The impermeable barriers of solid tumors restrict the co-delivery of protein-based drugs and chemotherapeutics for cancer treatment. Therefore, we developed a ZIF-DOX/RA@DG nanosystem that encapsulates ribonuclease A (RA) and doxorubicin (DOX) in a zeolitic imidazolate framework (ZIF-8) core, with a dextran-based coating (DG). The nanosystem exhibits dual-responsiveness due to gamma-glutamyl transpeptidase-activatable cationization and acidic microenvironment-triggered degradation. The DG-coating process was achieved using a microfluidic approach, which stabilized the polymer responsiveness, ZIF-8-based structure, and bioactivity of the encapsulated therapeutics.

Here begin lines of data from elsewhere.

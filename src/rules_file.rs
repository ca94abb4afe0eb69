//! Rule set files (TOML or JSON)

use std::collections::HashMap;
use std::fs;
use std::path::Path;

use serde::Deserialize;
use serde_json::Value;
use tracing::info;

use rls_common::config::ResolverConfig;
use rls_common::error::{Error, Result};
use rls_common::types::QualifiedTable;
use rls_policy::{AuthorizationRule, CompileContext};

use crate::resolver::PolicyResolver;
use crate::store::RuleStore;

/// Rules are kept as raw values so each policy tree can be tag-checked
/// before typed deserialization.
#[derive(Debug, Default, Deserialize)]
#[serde(default)]
struct RawRulesFile {
    resolver: ResolverConfig,
    tables: HashMap<String, QualifiedTable>,
    fields: HashMap<String, String>,
    rules: Vec<Value>,
}

/// Loaded rule set with its resolver settings
#[derive(Debug, Clone, Default)]
pub struct RulesFile {
    pub resolver: ResolverConfig,
    /// Opaque join table ids
    pub tables: HashMap<String, QualifiedTable>,
    /// Opaque join field ids
    pub fields: HashMap<String, String>,
    pub rules: Vec<AuthorizationRule>,
}

impl RulesFile {
    /// Load from a file; `.json` is read as JSON, anything else as TOML
    ///
    /// # Errors
    /// Returns I/O, parse and policy validation errors.
    pub fn load(path: &Path) -> Result<Self> {
        let content = fs::read_to_string(path)?;
        let is_json = path
            .extension()
            .is_some_and(|ext| ext.eq_ignore_ascii_case("json"));

        let file = if is_json {
            Self::from_json_str(&content)?
        } else {
            Self::from_toml_str(&content)?
        };

        info!(
            path = %path.display(),
            rules = file.rules.len(),
            strategy = ?file.resolver.strategy,
            "loaded rules file"
        );
        Ok(file)
    }

    /// Parse TOML content
    ///
    /// # Errors
    /// Returns TOML syntax errors and policy validation errors.
    pub fn from_toml_str(content: &str) -> Result<Self> {
        Self::from_raw(toml::from_str(content)?)
    }

    /// Parse JSON content
    ///
    /// # Errors
    /// Returns JSON syntax errors and policy validation errors.
    pub fn from_json_str(content: &str) -> Result<Self> {
        Self::from_raw(serde_json::from_str(content)?)
    }

    fn from_raw(raw: RawRulesFile) -> Result<Self> {
        let rules = raw
            .rules
            .into_iter()
            .map(AuthorizationRule::from_value)
            .collect::<Result<Vec<_>>>()?;

        // duplicate ids are a file defect, not something to resolve silently
        RuleStore::with_rules(rules.iter().cloned())?;

        Ok(Self {
            resolver: raw.resolver,
            tables: raw.tables,
            fields: raw.fields,
            rules,
        })
    }

    /// Resolver for this file's settings
    #[must_use]
    pub fn resolver(&self) -> PolicyResolver {
        PolicyResolver::new(self.resolver.clone())
    }

    /// Compile context for a table, with the file's opaque id maps
    #[must_use]
    pub fn context_for(&self, schema: &str, table: &str) -> CompileContext {
        let mut context = self.resolver().context_for(schema, table);
        for (id, target) in &self.tables {
            context = context.with_table_id(id, target.clone());
        }
        for (id, field) in &self.fields {
            context = context.with_field_id(id, field);
        }
        context
    }

    /// Move the rules into a shared store
    ///
    /// # Errors
    /// Returns [`Error::DuplicateRule`] for a repeated id.
    pub fn into_store(self) -> Result<RuleStore> {
        RuleStore::with_rules(self.rules)
    }

    /// Look up a rule by id
    ///
    /// # Errors
    /// Returns [`Error::RuleNotFound`] if the file has no such rule.
    pub fn rule(&self, id: &str) -> Result<&AuthorizationRule> {
        self.rules
            .iter()
            .find(|r| r.id == id)
            .ok_or_else(|| Error::RuleNotFound(id.to_string()))
    }
}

In vivo results confirmed that the nanosystem could co-deliver RA and DOX to deep impermeable lesions with a synergistic anticancer therapeutic effects. Such a multi-drug delivery system based on an intelligent-responsive design and a microfluidics-assisted synthesis strategy shows great clinical prospects.

Automated summary

A nanosystem, ZIF-DOX/RA@DG, was developed to co-deliver ribonuclease A (RA) and doxorubicin (DOX) for cancer treatment. The nanosystem, with a zeolitic imidazolate framework (ZIF-8) core and a dextran-based coating (DG), exhibited dual responsiveness and could deliver the drugs to deep impermeable lesions with synergistic therapeutic effects.